Map of methionine-derived GSL variation in Europe. The x and y axes correspond to longitude and latitude, respectively. Dots indicate collection sites, and the color reflects the score of each accession along the first (top map) and second (bottom map) principal component describing GSL profile variation. The gradient from blue to yellow represents an increase in alkenyl and hydroxyalkenyl GSLs (Fig. S2).

We sought to identify regions of the genome important in shaping GSL profiles by completing a large genome-wide association (GWA) study with our 595 accessions. Each of these accessions has been genotyped for 197,763 single-nucleotide polymorphisms (SNPs) (15, 16). We estimated associations in a mixed-model framework that controlled for confounding due to population structure by including a matrix of kinship among accessions as a random effect (17, 18). Significance was determined by permuting phenotypes 10,000 times for each GSL molecule. A total of 474 significant associations were detected for 12 of the 22 individual GSL molecules used for mapping (Dataset S1). These significant associations represent 227 unique SNPs, all detected for multiple molecules (from 3 to 11). The three main regions corresponded to regions near confirmed GSL biosynthesis genes (Fig. 2 A and B, and Dataset S1), with our strongest association located on chromosome 4 near the GS-AOP/GS-OHP locus, composed of the genes AOP2 (AT4G03060, alkenyl hydroxalkyl producing 2) and AOP3 (AT4G03050) (hereafter “AOP region”) (11). Our second strongest association, located on chromosome 5, was situated near the GS-ELONG locus, containing the genes MAM1 (AT5G23010, methylthioalkylmalate synthase 1) and MAM3 (AT5G23020, methylthioalkylmalate synthase-like) (hereafter “MAM region”). Next, a region of chromosome 2 contained four significantly associated SNPs located within 6 kbp (kb) of the GS-OH locus (AT2G25450), which is known to regulate hydroxylation of alkenyl GSLs (hereafter the “GS-OH” region) (19). Associations near GS-OH were detected when mapping the leaf concentrations of progoitrin (2-hydroxy-3-butenyl), consistent with previous studies (1, 19), as well as napoleiferin (2-hydroxy-4-pentenyl). Although other SNPs distributed throughout the genome were significantly associated with GSL variation, these were primarily individual markers with no obvious candidates located within 20 kbp. The extensive genetic variation captured in our large sample of accessions allowed the identification of the GS-OH locus, which went undetected in a previous GWA study that included fewer accessions, but spanned a similar geographical range (20).

Fig. 2.

Fig. 2.

Confirmed glucosinolate genes, GWA mapping, and FST scan. (A) Positions of confirmed genes from the methionine-derived GSL biosynthesis pathway along the five chromosomes of A. thaliana. (B) Manhattan plot of mapping results using EMMAX pooled from all 22 molecules analyzed. SNPs with significant association scores are marked in gold. (C) Wright’s fixation index (FST) scan along the Arabidopsis genome, based on 1,080 European accessions, divided into nine populations (15). The blue dotted line represents the 99.5% quantile of the FST distribution. SNPs significantly associated with GSL variation are marked in gold.
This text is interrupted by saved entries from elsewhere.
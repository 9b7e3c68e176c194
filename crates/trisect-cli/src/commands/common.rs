//! Shared CLI helpers used across multiple commands.

use trisect_config::parse_param_assignment;

/// Parse an `id=value` assignment for clap's `value_parser`.
pub fn parse_param(s: &str) -> Result<(usize, f32), String> {
    parse_param_assignment(s).map_err(|e| e.to_string())
}

/// RMS over all channels.
pub fn rms(channels: &[Vec<f32>]) -> f32 {
    let count: usize = channels.iter().map(Vec::len).sum();
    if count == 0 {
        return 0.0;
    }
    let sum: f32 = channels.iter().flatten().map(|s| s * s).sum();
    (sum / count as f32).sqrt()
}

/// Absolute peak over all channels.
pub fn peak(channels: &[Vec<f32>]) -> f32 {
    channels
        .iter()
        .flatten()
        .map(|s| s.abs())
        .fold(0.0, f32::max)
}

/// Formats a linear level in dB, with silence shown as `-inf`.
pub fn format_db(linear: f32) -> String {
    if linear <= 0.0 {
        "-inf dB".to_string()
    } else {
        format!("{:.1} dB", trisect_core::linear_to_db(linear))
    }
}
//! Prometheus metrics for the exhibitions loader.

use prometheus::{
    Encoder, HistogramOpts, HistogramVec, IntCounter, Opts, Registry, TextEncoder,
};

/// Metrics collector for the loader.
///
/// Counters live in a per-instance registry rather than the process-global
/// one, so independent instances (one per test, for example) never collide
/// on registration.
#[derive(Clone)]
pub struct Metrics {
    registry: Registry,
    pages_fetched: IntCounter,
    records_fetched: IntCounter,
    records_dropped: IntCounter,
    rows_written: IntCounter,
    api_errors: IntCounter,
    api_latency: HistogramVec,
}

impl Metrics {
    /// Create a new metrics instance with its own registry.
    pub fn new() -> anyhow::Result<Self> {
        let registry = Registry::new();

        let pages_fetched = IntCounter::with_opts(Opts::new(
            "artic_etl_pages_fetched_total",
            "Total number of API pages fetched",
        ))?;
        registry.register(Box::new(pages_fetched.clone()))?;

        let records_fetched = IntCounter::with_opts(Opts::new(
            "artic_etl_records_fetched_total",
            "Total number of raw exhibition records fetched",
        ))?;
        registry.register(Box::new(records_fetched.clone()))?;

        let records_dropped = IntCounter::with_opts(Opts::new(
            "artic_etl_records_dropped_total",
            "Total number of records dropped for missing title or image_url",
        ))?;
        registry.register(Box::new(records_dropped.clone()))?;

        let rows_written = IntCounter::with_opts(Opts::new(
            "artic_etl_rows_written_total",
            "Total number of rows written to the destination table",
        ))?;
        registry.register(Box::new(rows_written.clone()))?;

        let api_errors = IntCounter::with_opts(Opts::new(
            "artic_etl_api_errors_total",
            "Total number of failed API requests",
        ))?;
        registry.register(Box::new(api_errors.clone()))?;

        let api_latency = HistogramVec::new(
            HistogramOpts::new(
                "artic_etl_api_latency_seconds",
                "API request latency in seconds",
            ),
            &["operation"],
        )?;
        registry.register(Box::new(api_latency.clone()))?;

        Ok(Self {
            registry,
            pages_fetched,
            records_fetched,
            records_dropped,
            rows_written,
            api_errors,
            api_latency,
        })
    }

    pub fn inc_pages_fetched(&self) {
        self.pages_fetched.inc();
    }

    pub fn inc_records_fetched(&self, count: u64) {
        self.records_fetched.inc_by(count);
    }

    pub fn inc_records_dropped(&self, count: u64) {
        self.records_dropped.inc_by(count);
    }

    pub fn inc_rows_written(&self, count: u64) {
        self.rows_written.inc_by(count);
    }

    pub fn inc_api_errors(&self) {
        self.api_errors.inc();
    }

    /// Record API request latency.
    pub fn observe_api_latency(&self, operation: &str, duration_secs: f64) {
        self.api_latency
            .with_label_values(&[operation])
            .observe(duration_secs);
    }

    /// Render the registry in the Prometheus text exposition format.
    pub fn gather(&self) -> anyhow::Result<String> {
        let encoder = TextEncoder::new();
        let mut buffer = Vec::new();
        encoder.encode(&self.registry.gather(), &mut buffer)?;
        Ok(String::from_utf8(buffer)?)
    }
}

#[cfg(test)]
mod tests {
    use super::*;

    #[test]
    fn independent_instances_do_not_collide() {
        let a = Metrics::new().unwrap();
        let b = Metrics::new().unwrap();
        a.inc_pages_fetched();
        a.inc_rows_written(42);
        b.inc_pages_fetched();

        let rendered = a.gather().unwrap();
        assert!(rendered.contains("artic_etl_rows_written_total 42"));
        assert!(rendered.contains("artic_etl_pages_fetched_total 1"));
    }
}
Despite the previously unidentified detection of GS-OH, it was surprising that no other known GSL genes were identified. To explore the possibility that GSL loci were missed due to genetic/allelic heterogeneity or skewed allele frequencies, we performed genome-wide scans in regional mapping populations from France, Sweden, and the United Kingdom (15, 21). These scans identified two additional peaks in Sweden, but no genes related to GSL biosynthesis were located within 20 kbp. We also calculated both GSL ratios for compounds on adjacent steps of the biosynthetic pathway and composite GSLs (1, 22). This strategy also failed to identify GSL loci other than GS-ELONG, GS-AOP/GS-OHP, and GS-OH (see Dataset S1 for all association mapping results). Previous studies found variation among accessions for the conversion of methylthioalkyl to methylsulfinylalkyl and mapped several GS-OX loci using crosses (11, 2325). We did not find significant associations near known flavin monooxygenases (FMO) genes, now known to constitute the GS-OX loci (25). Genetic heterogeneity at the FMO genes, known to have redundant functions, may explain our failure to detect them (21, 25). Overall, and in agreement with previous studies, our results suggest that only three loci explain most of the natural variation in GSL profiles, even though many genes have been implicated in the biosynthesis of aliphatic GSLs.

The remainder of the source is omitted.